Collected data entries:
------------------------------

//! Output model handed to the speech synthesizer

use crate::language::Language;
use serde::{Deserialize, Serialize};

/// One output record: a spoken word or a pause
#[derive(Debug, Clone, PartialEq, Eq, Serialize, Deserialize)]
pub struct ResolvedToken {
    pub text: String,
    /// `None` marks a pause rather than speech
    pub language: Option<Language>,
    /// Pause length in milliseconds; `None` for speech and silent markers
    pub silence_ms: Option<u32>,
}

impl ResolvedToken {
    pub fn speech(text: impl Into<String>, language: Language) -> Self {
        Self {
            text: text.into(),
            language: Some(language),
            silence_ms: None,
        }
    }

    pub fn pause(text: impl Into<String>) -> Self {
        Self {
            text: text.into(),
            language: None,
            silence_ms: None,
        }
    }

    pub fn is_pause(&self) -> bool {
        self.language.is_none()
    }
}

/// A unit of synthesis work
#[derive(Debug, Clone, PartialEq, Eq)]
pub enum Utterance {
    Speech { language: Language, text: String },
    Silence(u32),
}

/// A resolved sentence line
#[derive(Debug, Clone, PartialEq, Serialize, Deserialize)]
pub struct Line {
    pub text: String,
    pub language: Language,
    pub confidence: f64,
    /// Number of leading tokens forced to English
    pub prefix_run: usize,
    pub tokens: Vec<ResolvedToken>,
}

impl Line {
    /// Spoken words in order, joined by single spaces
    pub fn spoken_text(&self) -> String {
        self.tokens
            .iter()
            .filter(|token| !token.is_pause())
            .map(|token| token.text.as_str())
            .collect::<Vec<_>>()
            .join(" ")
    }

    /// Group the line into speech batches and silences.
    ///
    /// Consecutive words of the same language form one batch. Pauses with a
    /// duration become silences; pauses without one only end the batch.
    pub fn utterances(&self) -> Vec<Utterance> {
        let mut utterances = Vec::new();
        let mut batch_open = false;

        for token in &self.tokens {
            match (token.language, token.silence_ms) {
                (Some(language), _) => {
                    if let (true, Some(Utterance::Speech { language: current, text })) =
                        (batch_open, utterances.last_mut())
                    {
                        if *current == language {
                            text.push(' ');
                            text.push_str(&token.text);
                            continue;
                        }
                    }
                    utterances.push(Utterance::Speech {
                        language,
                        text: token.text.clone(),
                    });
                    batch_open = true;
                }
                (None, Some(ms)) => {
                    utterances.push(Utterance::Silence(ms));
                    batch_open = false;
                }
                (None, None) => batch_open = false,
            }
        }

        utterances
    }

    pub fn ends_with_pause(&self) -> bool {
        self.tokens.last().is_some_and(ResolvedToken::is_pause)
    }
}

/// The resolved form of a whole input text
#[derive(Debug, Clone, PartialEq, Default, Serialize, Deserialize)]
pub struct Document {
    pub lines: Vec<Line>,
}

impl Document {
    pub fn len(&self) -> usize {
        self.lines.len()
    }

    pub fn is_empty(&self) -> bool {
        self.lines.is_empty()
    }

    pub fn iter(&self) -> std::slice::Iter<'_, Line> {
        self.lines.iter()
    }

    /// Every line's utterances, in order
    pub fn utterances(&self) -> Vec<Utterance> {
        self.lines.iter().flat_map(Line::utterances).collect()
    }

    /// Serialize as `[[{"text", "language", "silence_ms"}, ...], ...]`
    #[cfg(feature = "json")]
    pub fn to_json(&self) -> serde_json::Result<String> {
        let lines: Vec<&Vec<ResolvedToken>> = self.lines.iter().map(|line| &line.tokens).collect();
        serde_json::to_string(&lines)
    }
}

impl<'a> IntoIterator for &'a Document {
    type Item = &'a Line;
    type IntoIter = std::slice::Iter<'a, Line>;

    fn into_iter(self) -> Self::IntoIter {
        self.lines.iter()
    }
}

#[cfg(test)]
mod tests {
    use super::*;

    fn silence(text: &str, ms: Option<u32>) -> ResolvedToken {
        ResolvedToken {
            silence_ms: ms,
            ..ResolvedToken::pause(text)
        }
    }

    fn sample() -> Line {
        Line {
            text: "Me gusta el \"open source\" software.".into(),
            language: Language::Spanish,
            confidence: 0.9,
            prefix_run: 0,
            tokens: vec![
                ResolvedToken::speech("Me", Language::Spanish),
                ResolvedToken::speech("gusta", Language::Spanish),
                ResolvedToken::speech("el", Language::Spanish),
                silence("\"", None),
                ResolvedToken::speech("open", Language::English),
                ResolvedToken::speech("source", Language::English),
                silence("\"", None),
                ResolvedToken::speech("software", Language::Spanish),
                silence(".", Some(900)),
            ],
        }
    }

    #[test]
    fn test_spoken_text() {
        assert_eq!(sample().spoken_text(), "Me gusta el open source software");
        assert!(sample().ends_with_pause());
    }

    #[test]
    fn test_utterances() {
        assert_eq!(
            sample().utterances(),
            vec![
                Utterance::Speech {
                    language: Language::Spanish,
                    text: "Me gusta el".into()
                },
                Utterance::Speech {
                    language: Language::English,
                    text: "open source".into()
                },
                Utterance::Speech {
                    language: Language::Spanish,
                    text: "software".into()
                },
                Utterance::Silence(900),
            ]
        );
    }

    #[test]
    fn test_silent_marker_splits_same_language_batch() {
        let line = Line {
            tokens: vec![
                ResolvedToken::speech("uno", Language::Spanish),
                silence("\"", None),
                ResolvedToken::speech("dos", Language::Spanish),
            ],
            ..sample()
        };
        assert_eq!(line.utterances().len(), 2);
    }

    #[cfg(feature = "json")]
    #[test]
    fn test_json_shape() {
        let document = Document {
            lines: vec![Line {
                tokens: vec![
                    ResolvedToken::speech("hola", Language::Spanish),
                    silence(".", Some(900)),
                ],
                ..sample()
            }],
        };
        assert_eq!(
            document.to_json().unwrap(),
            r#"[[{"text":"hola","language":"es","silence_ms":null},{"text":".","language":null,"silence_ms":900}]]"#
        );
    }
}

------------------------------

Work to complete: Take the records above and copy them out exactly.

Solution for this problem:
//! Output model handed to the speech synthesizer

use crate::language::Language;
use serde::{Deserialize, Serialize};

/// One output record: a spoken word or a pause
#[derive(Debug, Clone, PartialEq, Eq, Serialize, Deserialize)]
pub struct ResolvedToken {
    pub text: String,
    /// `None` marks a pause rather than speech
    pub language: Option<Language>,
    /// Pause length in milliseconds; `None` for speech and silent markers
    pub silence_ms: Option<u32>,
}

impl ResolvedToken {
    pub fn speech(text: impl Into<String>, language: Language) -> Self {
        Self {
            text: text.into(),
            language: Some(language),
            silence_ms: None,
        }
    }

    pub fn pause(text: impl Into<String>) -> Self {
        Self {
            text: text.into(),
            language: None,
            silence_ms: None,
        }
    }

    pub fn is_pause(&self) -> bool {
        self.language.is_none()
    }
}

/// A unit of synthesis work
#[derive(Debug, Clone, PartialEq, Eq)]
pub enum Utterance {
    Speech { language: Language, text: String },
    Silence(u32),
}

/// A resolved sentence line
#[derive(Debug, Clone, PartialEq, Serialize, Deserialize)]
pub struct Line {
    pub text: String,
    pub language: Language,
    pub confidence: f64,
    /// Number of leading tokens forced to English
    pub prefix_run: usize,
    pub tokens: Vec<ResolvedToken>,
}

impl Line {
    /// Spoken words in order, joined by single spaces
    pub fn spoken_text(&self) -> String {
        self.tokens
            .iter()
            .filter(|token| !token.is_pause())
            .map(|token| token.text.as_str())
            .collect::<Vec<_>>()
            .join(" ")
    }

    /// Group the line into speech batches and silences.
    ///
    /// Consecutive words of the same language form one batch. Pauses with a
    /// duration become silences; pauses without one only end the batch.
    pub fn utterances(&self) -> Vec<Utterance> {
        let mut utterances = Vec::new();
        let mut batch_open = false;

        for token in &self.tokens {
            match (token.language, token.silence_ms) {
                (Some(language), _) => {
                    if let (true, Some(Utterance::Speech { language: current, text })) =
                        (batch_open, utterances.last_mut())
                    {
                        if *current == language {
                            text.push(' ');
                            text.push_str(&token.text);
                            continue;
                        }
                    }
                    utterances.push(Utterance::Speech {
                        language,
                        text: token.text.clone(),
                    });
                    batch_open = true;
                }
                (None, Some(ms)) => {
                    utterances.push(Utterance::Silence(ms));
                    batch_open = false;
                }
                (None, None) => batch_open = false,
            }
        }

        utterances
    }

    pub fn ends_with_pause(&self) -> bool {
        self.tokens.last().is_some_and(ResolvedToken::is_pause)
    }
}

/// The resolved form of a whole input text
#[derive(Debug, Clone, PartialEq, Default, Serialize, Deserialize)]
pub struct Document {
    pub lines: Vec<Line>,
}

impl Document {
    pub fn len(&self) -> usize {
        self.lines.len()
    }

    pub fn is_empty(&self) -> bool {
        self.lines.is_empty()
    }

    pub fn iter(&self) -> std::slice::Iter<'_, Line> {
        self.lines.iter()
    }

    /// Every line's utterances, in order
    pub fn utterances(&self) -> Vec<Utterance> {
        self.lines.iter().flat_map(Line::utterances).collect()
    }

    /// Serialize as `[[{"text", "language", "silence_ms"}, ...], ...]`
    #[cfg(feature = "json")]
    pub fn to_json(&self) -> serde_json::Result<String> {
        let lines: Vec<&Vec<ResolvedToken>> = self.lines.iter().map(|line| &line.tokens).collect();
        serde_json::to_string(&lines)
    }
}

impl<'a> IntoIterator for &'a Document {
    type Item = &'a Line;
    type IntoIter = std::slice::Iter<'a, Line>;

    fn into_iter(self) -> Self::IntoIter {
        self.lines.iter()
    }
}

#[cfg(test)]
mod tests {
    use super::*;

    fn silence(text: &str, ms: Option<u32>) -> ResolvedToken {
        ResolvedToken {
            silence_ms: ms,
            ..ResolvedToken::pause(text)
        }
    }

    fn sample() -> Line {
        Line {
            text: "Me gusta el \"open source\" software.".into(),
            language: Language::Spanish,
            confidence: 0.9,
            prefix_run: 0,
            tokens: vec![
                ResolvedToken::speech("Me", Language::Spanish),
                ResolvedToken::speech("gusta", Language::Spanish),
                ResolvedToken::speech("el", Language::Spanish),
                silence("\"", None),
                ResolvedToken::speech("open", Language::English),
                ResolvedToken::speech("source", Language::English),
                silence("\"", None),
                ResolvedToken::speech("software", Language::Spanish),
                silence(".", Some(900)),
            ],
        }
    }

    #[test]
    fn test_spoken_text() {
        assert_eq!(sample().spoken_text(), "Me gusta el open source software");
        assert!(sample().ends_with_pause());
    }

    #[test]
    fn test_utterances() {
        assert_eq!(
            sample().utterances(),
            vec![
                Utterance::Speech {
                    language: Language::Spanish,
                    text: "Me gusta el".into()
                },
                Utterance::Speech {
                    language: Language::English,
                    text: "open source".into()
                },
                Utterance::Speech {
                    language: Language::Spanish,
                    text: "software".into()
                },
                Utterance::Silence(900),
            ]
        );
    }

    #[test]
    fn test_silent_marker_splits_same_language_batch() {
        let line = Line {
            tokens: vec![
                ResolvedToken::speech("uno", Language::Spanish),
                silence("\"", None),
                ResolvedToken::speech("dos", Language::Spanish),
            ],
            ..sample()
        };
        assert_eq!(line.utterances().len(), 2);
    }

    #[cfg(feature = "json")]
    #[test]
    fn test_json_shape() {
        let document = Document {
            lines: vec![Line {
                tokens: vec![
                    ResolvedToken::speech("hola", Language::Spanish),
                    silence(".", Some(900)),
                ],
                ..sample()
            }],
        };
        assert_eq!(
            document.to_json().unwrap(),
            r#"[[{"text":"hola","language":"es","silence_ms":null},{"text":".","language":null,"silence_ms":900}]]"#
        );
    }
}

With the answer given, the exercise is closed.